L'alarme est donnée aussitôt et les canotiers rallient. Toutes les dispositions sont prises pour la mise à l'eau du canot ; aussitôt prêt, il fait route sur Beg-Morg, explore la mer à deux ou trois milles et ne voyant rien, rentre à Brigneau. Le chef guetteur du sémaphore indique qu'il s'agissait d'un thonnier faisant route à l'Est, à environ deux milles au sud de Beg-Morg et qui paraissait en détresse, mais n'avait fair aucun signal d'alarme. Le canot fait route dans la direction indiquée, signale sa présence en brûlant deux feux Coston.
Ne voyant rien et prévoyant que le thonnier en question avait rallier Groix, le patron du canot fait route sur Doëlan où il rentre vers 21 heures.
3.3 La base de vitesse
A partir de 1904 ce sémaphore de Beg Morg fut intégré dans la Base de vitesse « Glénan-Groix .
Carte maritime du secteur de Lorient montrant la limite ouest de la base de vitesse. On y retrouve les sémaphores de Beg Morg, Pouldu, Beg-Melen/Fort Lacroix (Groix) et Gavres.
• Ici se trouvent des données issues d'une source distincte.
// External crates
use polars::prelude::*;
use std::fs::File;
use std::path::{Path, PathBuf};

// Local modules
use crate::constants::{TARGET_COLUMN, TIME_COLUMN};
use crate::error::{ForecastError, Result};
use crate::util::pre_processor::{
    f64_column, parse_timestamp, records_to_dataframe, time_values, TimeSeriesRecord,
};

/// Map a raw header to the standard lowercase name, if it is a known alias
fn standard_column_name(raw: &str) -> Option<&'static str> {
    let name = match raw.trim().to_lowercase().as_str() {
        "open" | "o" | "openprice" | "open_price" => "open",
        "high" | "h" | "highprice" | "high_price" => "high",
        "low" | "l" | "lowprice" | "low_price" => "low",
        "close" | "c" | "closeprice" | "close_price" => "close",
        "volumefrom" | "volume_from" | "volume" | "vol" => "volumefrom",
        "volumeto" | "volume_to" => "volumeto",
        "timestamp" | "time" | "date" | "datetime" | "t" => "time",
        _ => return None,
    };
    Some(name)
}

/// Rename known column aliases (any case) to the standard names
///
/// A column whose standard name is already taken by another column is left as-is.
pub fn standardize_column_names(df: &mut DataFrame) -> PolarsResult<()> {
    let names: Vec<String> = df
        .get_column_names()
        .iter()
        .map(|s| s.to_string())
        .collect();

    let mut renames = Vec::new();
    for name in &names {
        if let Some(standard) = standard_column_name(name) {
            if name != standard && !names.iter().any(|n| n == standard) {
                renames.push((name.clone(), standard));
            }
        }
    }

    if !renames.is_empty() {
        log::debug!("Renaming columns: {:?}", renames);
        for (old_name, new_name) in renames {
            df.rename(&old_name, new_name.into())?;
        }
        // rename leaves the cached schema stale
        df.clear_schema();
    }
    Ok(())
}

/// Read a CSV file into a DataFrame with standardized column names
pub fn read_csv_file<P: AsRef<Path>>(file_path: P) -> PolarsResult<DataFrame> {
    let mut df = CsvReadOptions::default()
        .with_has_header(true)
        .try_into_reader_with_file_path(Some(file_path.as_ref().to_path_buf()))?
        .finish()?;
    standardize_column_names(&mut df)?;
    Ok(df)
}

/// Write any DataFrame to CSV, creating the parent directory if needed
pub fn write_csv_file<P: AsRef<Path>>(df: &mut DataFrame, file_path: P) -> Result<PathBuf> {
    let path = file_path.as_ref();
    if let Some(parent) = path.parent() {
        if !parent.as_os_str().is_empty() {
            std::fs::create_dir_all(parent)?;
        }
    }
    let mut file = File::create(path)?;
    CsvWriter::new(&mut file).include_header(true).finish(df)?;
    log::info!("Data saved to {}", path.display());
    Ok(path.to_path_buf())
}

/// Location of the persisted series for a symbol/currency pair
pub fn data_file_path(data_dir: &Path, symbol: &str, currency: &str) -> PathBuf {
    data_dir.join(format!(
        "crypto_data_{}_{}.csv",
        symbol.to_uppercase(),
        currency.to_uppercase()
    ))
}

/// Persist fetched records to the standard CSV layout
pub fn save_records_csv<P: AsRef<Path>>(
    records: &[TimeSeriesRecord],
    file_path: P,
) -> Result<PathBuf> {
    let mut df = records_to_dataframe(records)?;
    write_csv_file(&mut df, file_path)
}

/// Dump any serializable payload as pretty JSON
pub fn save_to_json<T: serde::Serialize, P: AsRef<Path>>(data: &T, file_path: P) -> Result<()> {
    let path = file_path.as_ref();
    if let Some(parent) = path.parent() {
        if !parent.as_os_str().is_empty() {
            std::fs::create_dir_all(parent)?;
        }
    }
    let json = serde_json::to_string_pretty(data)?;
    std::fs::write(path, json)?;
    Ok(())
}

/// Closing price at exactly `query_time` in a preprocessed frame
///
/// `query_time` may be unix seconds or a `%Y-%m-%d %H:%M:%S` string.
pub fn extract_value(df: &DataFrame, query_time: &str) -> Result<(i64, f64)> {
    let wanted = parse_timestamp(query_time).ok_or_else(|| {
        ForecastError::InvalidArgument(format!("Unparsable query_time {}", query_time))
    })?;
    let times = time_values(df)?;
    let closes = f64_column(df, TARGET_COLUMN)?;

    times
        .iter()
        .position(|&t| t == wanted)
        .map(|idx| (wanted, closes[idx]))
        .ok_or_else(|| {
            ForecastError::NotFound(format!("No data found for the {} {}", TIME_COLUMN, query_time))
        })
}

#[cfg(test)]
mod tests {
    use super::*;
    use crate::util::pre_processor::load_and_preprocess;
    use tempfile::tempdir;

    fn sample_records() -> Vec<TimeSeriesRecord> {
        (0..5)
            .map(|i| TimeSeriesRecord {
                time: 1_700_000_000 + i * 60,
                open: 100.0 + i as f64,
                high: 101.0 + i as f64,
                low: 99.0 + i as f64,
                close: 100.5 + i as f64,
                volumefrom: 10.0,
                volumeto: 1000.0,
            })
            .collect()
    }

    #[test]
    fn test_save_and_load_records_csv() {
        let dir = tempdir().unwrap();
        let path = data_file_path(dir.path(), "eth", "usd");
        assert!(path.ends_with("crypto_data_ETH_USD.csv"));

        save_records_csv(&sample_records(), &path).unwrap();
        let df = load_and_preprocess(&path).unwrap();
        assert_eq!(df.height(), 5);
        assert_eq!(f64_column(&df, "close").unwrap()[4], 104.5);
    }

    #[test]
    fn test_standardize_column_names() {
        let mut df = DataFrame::new(vec![
            Series::new("Timestamp".into(), vec![1i64, 2]).into(),
            Series::new("Close".into(), vec![1.0, 2.0]).into(),
            Series::new("HIGH".into(), vec![1.0, 2.0]).into(),
        ])
        .unwrap();
        assert!(df.schema().contains("Timestamp"));
        standardize_column_names(&mut df).unwrap();
        for col in ["time", "close", "high"] {
            assert!(df.schema().contains(col), "column {} missing", col);
        }
        assert!(!df.schema().contains("Timestamp"));
        assert_eq!(f64_column(&df, "close").unwrap(), vec![1.0, 2.0]);
    }

    #[test]
    fn test_extract_value() {
        let df = records_to_dataframe(&sample_records()).unwrap();
        let (time, close) = extract_value(&df, "1700000060").unwrap();
        assert_eq!(time, 1_700_000_060);
        assert_eq!(close, 101.5);

        assert!(matches!(
            extract_value(&df, "1700000001"),
            Err(ForecastError::NotFound(_))
        ));
        assert!(matches!(
            extract_value(&df, "yesterday"),
            Err(ForecastError::InvalidArgument(_))
        ));
    }

    #[test]
    fn test_save_to_json() {
        let dir = tempdir().unwrap();
        let path = dir.path().join("nested").join("historical_data.json");
        save_to_json(&sample_records(), &path).unwrap();
        let text = std::fs::read_to_string(&path).unwrap();
        let back: Vec<TimeSeriesRecord> = serde_json::from_str(&text).unwrap();
        assert_eq!(back.len(), 5);
    }
}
A cette époque les côtes de Moëlan faisaient parties du 3 ème arrondissement maritime.
3.4 Les inspections au sémaphore
Tout au long de la vie du sémaphore des visites d'inspection de la marine avaient lieu régulièrement.
Voici quelques extraits des visites annuelles des sémaphores :
Décembre 1919
7 mai 1920
9 Aout 1920
10 mai 1921
3.5 Evoluton de sémaphore de Beg-Morg
Une modification importante s'est passée très tôt après sa mise en service, l'arrivée du télégraphe .
Dans le journal du 10 janvier 1891 (Le Finistère) nous retrouvons la trace des améliorations réalisées au sémaphore de Beg Morg . Ce bureau télégraphique avait été ouvert en 1889.
« Télégraphie. - Améliorations réalisées. - Un bureau télégraphique a été ouvert en 1889, au sémaphore de Beg-Morg, situé dans la commune de Moëlan. »
Télégramme reçu à Beg Morg en 1914
Un télégramme envoyé en 08/1914 par Gabriel Goubin, directeur de l'école de Kerouze.lors de la mobilisation de la grande guerre.
Blog de son petit fils :
Incorporé au 2ème Régiment d’Infanterie Coloniale à Brest où il arrive le 3 août 1914, il est tout de suite détaché au 32ème RIC qui vient d’être créé, et envoyé à Maubeuge, ville fortifiée du Nord, située à quelques kilomètres de la Belgique, où il arrive vraisemblablement le 10 août.
Mon grand-père vit donc vraisemblablement sa situation avec sérénité, et il ne manque d’ailleurs pas, le 15 août, d’envoyer depuis Maubeuge un télégramme à sa femme pour la sainte Marie. (reçu au bureau de… Beg Morg à Brigneau!)…
Ce télégramme nous donne une trace du tampon d’envoi du centre télégraphique de Beg Morg.